I'm about to cry with happyness at the beer that will be consumed
I'm sorry you missed class, the topic today is copy and paste. I'm not even kidding.
Restaurants Roasting People Who Gave Them Negative Yelp Reviews (25 Pics)
I heard from anne today. She has a broken collarbone and is knocked up. Apparently florida is awesome
she has her graduation year in her skype name, it's like a constant reminder that she's jail bait.

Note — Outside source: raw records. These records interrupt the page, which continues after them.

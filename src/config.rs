//! Configuration module
//!
//! Loads configuration from environment variables.

use std::env;
use std::fmt;
use std::time::Duration;

/// Default token lifetime in seconds
const DEFAULT_TOKEN_TTL_SECONDS: u64 = 15000;

/// Default bound on a single account directory round-trip
const DEFAULT_STORE_TIMEOUT_MS: u64 = 2000;

/// HMAC signing secret shared by token issuing and validation.
///
/// Never printed: `Debug` is redacted.
#[derive(Clone, PartialEq, Eq)]
pub struct JwtSecret(Vec<u8>);

impl JwtSecret {
    /// Wrap raw secret bytes. Empty secrets are rejected.
    pub fn new(bytes: impl Into<Vec<u8>>) -> Result<Self, ConfigError> {
        let bytes = bytes.into();
        if bytes.is_empty() {
            return Err(ConfigError::InvalidValue("JWT_SECRET"));
        }
        Ok(Self(bytes))
    }

    pub fn as_bytes(&self) -> &[u8] {
        &self.0
    }
}

impl fmt::Debug for JwtSecret {
    fn fmt(&self, f: &mut fmt::Formatter<'_>) -> fmt::Result {
        f.write_str("JwtSecret([REDACTED])")
    }
}

/// Log output format
#[derive(Debug, Clone, Copy, PartialEq, Eq)]
pub enum LogFormat {
    Text,
    Json,
}

/// Application configuration
#[derive(Debug, Clone)]
pub struct Config {
    /// Database connection URL
    pub database_url: String,

    /// Maximum database connections in pool
    pub database_max_connections: u32,

    /// Server host
    pub host: String,

    /// Server port
    pub port: u16,

    /// Environment (development, production)
    pub environment: String,

    /// Token signing secret
    pub jwt_secret: JwtSecret,

    /// Lifetime of issued tokens
    pub token_ttl: Duration,

    /// bcrypt cost factor for password hashing
    pub bcrypt_cost: u32,

    /// Timeout for account lookups made while authenticating
    pub store_timeout: Duration,

    pub log_format: LogFormat,
}

impl Config {
    /// Load configuration from environment variables
    pub fn from_env() -> Result<Self, ConfigError> {
        let database_url = env::var("DATABASE_URL")
            .map_err(|_| ConfigError::MissingEnv("DATABASE_URL"))?;

        let database_max_connections = env::var("DATABASE_MAX_CONNECTIONS")
            .unwrap_or_else(|_| "10".to_string())
            .parse()
            .map_err(|_| ConfigError::InvalidValue("DATABASE_MAX_CONNECTIONS"))?;

        let host = env::var("HOST").unwrap_or_else(|_| "127.0.0.1".to_string());

        let port = env::var("PORT")
            .unwrap_or_else(|_| "3000".to_string())
            .parse()
            .map_err(|_| ConfigError::InvalidValue("PORT"))?;

        let environment = env::var("ENVIRONMENT").unwrap_or_else(|_| "development".to_string());

        // An unset or empty secret would let anyone forge tokens.
        let jwt_secret = env::var("JWT_SECRET").map_err(|_| ConfigError::MissingEnv("JWT_SECRET"))?;
        let jwt_secret = JwtSecret::new(jwt_secret.into_bytes())?;

        let token_ttl_seconds: u64 = env::var("TOKEN_TTL_SECONDS")
            .unwrap_or_else(|_| DEFAULT_TOKEN_TTL_SECONDS.to_string())
            .parse()
            .map_err(|_| ConfigError::InvalidValue("TOKEN_TTL_SECONDS"))?;
        if token_ttl_seconds == 0 {
            return Err(ConfigError::InvalidValue("TOKEN_TTL_SECONDS"));
        }

        let bcrypt_cost: u32 = env::var("BCRYPT_COST")
            .unwrap_or_else(|_| bcrypt::DEFAULT_COST.to_string())
            .parse()
            .ok()
            .filter(|cost| (4..=31).contains(cost))
            .ok_or(ConfigError::InvalidValue("BCRYPT_COST"))?;

        let store_timeout_ms: u64 = env::var("STORE_TIMEOUT_MS")
            .unwrap_or_else(|_| DEFAULT_STORE_TIMEOUT_MS.to_string())
            .parse()
            .map_err(|_| ConfigError::InvalidValue("STORE_TIMEOUT_MS"))?;

        let log_format = parse_log_format(
            &env::var("LOG_FORMAT").unwrap_or_else(|_| "text".to_string()),
        )?;

        Ok(Self {
            database_url,
            database_max_connections,
            host,
            port,
            environment,
            jwt_secret,
            token_ttl: Duration::from_secs(token_ttl_seconds),
            bcrypt_cost,
            store_timeout: Duration::from_millis(store_timeout_ms),
            log_format,
        })
    }
}

fn parse_log_format(value: &str) -> Result<LogFormat, ConfigError> {
    match value.to_ascii_lowercase().as_str() {
        "text" | "pretty" => Ok(LogFormat::Text),
        "json" => Ok(LogFormat::Json),
        _ => Err(ConfigError::InvalidValue("LOG_FORMAT")),
    }
}

/// Configuration error types
#[derive(Debug, thiserror::Error)]
pub enum ConfigError {
    #[error("Missing environment variable: {0}")]
    MissingEnv(&'static str),

    #[error("Invalid value for environment variable: {0}")]
    InvalidValue(&'static str),
}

his mom cheated on his dad so i think he has a weird freudian thing for whores
got extra credit for showing up to class before a holiday. it hit me 5 minutes later that she meant easter....

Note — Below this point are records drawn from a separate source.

//! Login Handler
//!
//! Checks an account number and password and issues a token.

use std::sync::Arc;

use crate::auth::{PasswordHasher, TokenService};
use crate::error::AppError;
use crate::store::{AccountDirectory, StoreError};

use super::{LoginCommand, LoginResult};

pub struct LoginHandler {
    directory: Arc<dyn AccountDirectory>,
    passwords: PasswordHasher,
    tokens: Arc<TokenService>,
}

impl LoginHandler {
    pub fn new(
        directory: Arc<dyn AccountDirectory>,
        passwords: PasswordHasher,
        tokens: Arc<TokenService>,
    ) -> Self {
        Self {
            directory,
            passwords,
            tokens,
        }
    }

    /// Execute the login command
    ///
    /// Unknown numbers and wrong passwords fail with the same error.
    pub async fn execute(&self, command: LoginCommand) -> Result<LoginResult, AppError> {
        let account = match self.directory.get_by_number(command.number).await {
            Ok(account) => account,
            Err(StoreError::NumberNotFound(_)) => {
                // Must cost the same as a wrong password.
                self.check_password(None, command.password).await?;
                tracing::info!(number = command.number, "Login for unknown account number");
                return Err(AppError::InvalidCredentials);
            }
            Err(e) => return Err(e.into()),
        };

        let valid = self
            .check_password(Some(account.encrypted_password.clone()), command.password)
            .await?;

        if !valid {
            tracing::info!(number = account.number, "Login with wrong password");
            return Err(AppError::InvalidCredentials);
        }

        let token = self.tokens.issue(&account)?;
        tracing::info!(account_id = account.id, number = account.number, "Token issued");

        Ok(LoginResult {
            token,
            number: account.number,
        })
    }

    /// Run bcrypt on the blocking pool, against a dummy when `secret` is absent
    async fn check_password(
        &self,
        secret: Option<String>,
        password: String,
    ) -> Result<bool, AppError> {
        let passwords = self.passwords;
        tokio::task::spawn_blocking(move || match secret {
            Some(secret) => passwords.verify(&secret, &password),
            None => passwords.verify_missing(&password),
        })
        .await
        .map_err(|e| AppError::Internal(format!("verification task failed: {}", e)))
    }
}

His rebound girl is half his size, looks like a leprechaun, is majoring in theater studies and has arms like Rosie O'donnell. Do I win?

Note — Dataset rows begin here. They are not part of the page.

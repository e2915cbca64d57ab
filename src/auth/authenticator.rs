//! Token Authenticator
//!
//! Decides whether a presented token may act on the account addressed by the
//! request path. A request moves through
//!
//! `Unauthenticated -> SignatureChecked -> ClaimsExtracted -> IdentityResolved -> Authorized`
//!
//! and may drop out as rejected at any step. All rejections look the same to
//! the caller; the step and reason are only logged.

use std::fmt;
use std::sync::Arc;
use std::time::Duration;

use super::token::{self, Claims, TokenError, TokenService};
use crate::domain::{Account, AccountId};
use crate::store::{AccountDirectory, StoreError};

/// Progress of a single authentication attempt
#[derive(Debug, Clone, Copy, PartialEq, Eq)]
pub enum AuthStage {
    Unauthenticated,
    SignatureChecked,
    ClaimsExtracted,
    IdentityResolved,
    Authorized,
}

/// Why a request was refused
#[derive(Debug, Clone, Copy, PartialEq, Eq, thiserror::Error)]
pub enum AuthRejection {
    #[error("invalid token")]
    InvalidToken,

    #[error("malformed account id")]
    MalformedRequest,

    #[error("account not found")]
    AccountNotFound,

    #[error("token does not belong to the addressed account")]
    Forbidden,

    #[error("account lookup failed")]
    StoreUnavailable,
}

/// The account a request was authorized for, stored in request extensions.
#[derive(Debug, Clone)]
pub struct AuthenticatedAccount(pub Account);

#[derive(Clone)]
pub struct TokenAuthenticator {
    tokens: Arc<TokenService>,
    directory: Arc<dyn AccountDirectory>,
    lookup_timeout: Duration,
}

impl fmt::Debug for TokenAuthenticator {
    fn fmt(&self, f: &mut fmt::Formatter<'_>) -> fmt::Result {
        f.debug_struct("TokenAuthenticator")
            .field("tokens", &self.tokens)
            .field("lookup_timeout", &self.lookup_timeout)
            .finish_non_exhaustive()
    }
}

impl TokenAuthenticator {
    pub fn new(
        tokens: Arc<TokenService>,
        directory: Arc<dyn AccountDirectory>,
        lookup_timeout: Duration,
    ) -> Self {
        Self {
            tokens,
            directory,
            lookup_timeout,
        }
    }

    /// Authorize `token` for the account whose id is `raw_account_id`.
    ///
    /// Performs at most one directory read and never writes.
    pub async fn authenticate(
        &self,
        token: &str,
        raw_account_id: &str,
    ) -> Result<Account, AuthRejection> {
        let fingerprint = token::fingerprint(token);
        let reject = |stage: AuthStage, rejection: AuthRejection, detail: &dyn fmt::Display| {
            tracing::warn!(
                stage = ?stage,
                reason = %rejection,
                detail = %detail,
                token = %fingerprint,
                account_id = %raw_account_id,
                "Token rejected"
            );
            rejection
        };

        // Unauthenticated -> SignatureChecked
        let claims = self.check_signature(token).map_err(|e| {
            let stage = match e {
                // The signature held but the payload did not fit `Claims`.
                TokenError::InvalidClaims => AuthStage::SignatureChecked,
                _ => AuthStage::Unauthenticated,
            };
            reject(stage, AuthRejection::InvalidToken, &e)
        })?;

        // SignatureChecked -> ClaimsExtracted
        self.tokens
            .check_expiry(&claims)
            .map_err(|e| reject(AuthStage::SignatureChecked, AuthRejection::InvalidToken, &e))?;

        // ClaimsExtracted -> IdentityResolved
        let account_id = parse_account_id(raw_account_id).ok_or_else(|| {
            reject(
                AuthStage::ClaimsExtracted,
                AuthRejection::MalformedRequest,
                &"path id is not a positive integer",
            )
        })?;
        let account = self
            .lookup(account_id)
            .await
            .map_err(|(rejection, detail)| reject(AuthStage::ClaimsExtracted, rejection, &detail))?;

        // IdentityResolved -> Authorized
        if account.number != claims.account_number {
            return Err(reject(
                AuthStage::IdentityResolved,
                AuthRejection::Forbidden,
                &format!(
                    "token number {} does not own account {}",
                    claims.account_number, account.id
                ),
            ));
        }

        tracing::debug!(
            stage = ?AuthStage::Authorized,
            account_id = account.id,
            token = %fingerprint,
            "Token accepted"
        );
        Ok(account)
    }

    fn check_signature(&self, token: &str) -> Result<Claims, TokenError> {
        let algorithm = self.tokens.check_algorithm(token)?;
        self.tokens.verify_signature(token, algorithm)
    }

    async fn lookup(&self, id: AccountId) -> Result<Account, (AuthRejection, String)> {
        match tokio::time::timeout(self.lookup_timeout, self.directory.get_by_id(id)).await {
            Ok(Ok(account)) => Ok(account),
            Ok(Err(StoreError::NotFound(_))) => {
                Err((AuthRejection::AccountNotFound, format!("no account with id {}", id)))
            }
            Ok(Err(e)) => {
                tracing::error!("Account lookup failed during authentication: {}", e);
                Err((AuthRejection::StoreUnavailable, e.to_string()))
            }
            Err(_) => {
                tracing::error!(
                    timeout = ?self.lookup_timeout,
                    "Account lookup timed out during authentication"
                );
                Err((AuthRejection::StoreUnavailable, "lookup timed out".to_string()))
            }
        }
    }
}

/// Parse a path segment as a positive account id.
pub fn parse_account_id(raw: &str) -> Option<AccountId> {
    raw.parse::<AccountId>().ok().filter(|id| *id > 0)
}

Woman Posts Harassing DMs From Creep Online, Now He’s Upset Because People Told His Mom
The sense of comroderie I've built with my liver over the course of this semester is beautiful
i dont know whats weirder. that i told him he stabbed me in my dream or that he told me i wasnt the first girl to tell him theyve been killed by him in a dream
So I'm sitting here baked on a bridge thinking about how plants think, I miss you so much
I sent him a cookie cake that said "Congratulations you're not a father"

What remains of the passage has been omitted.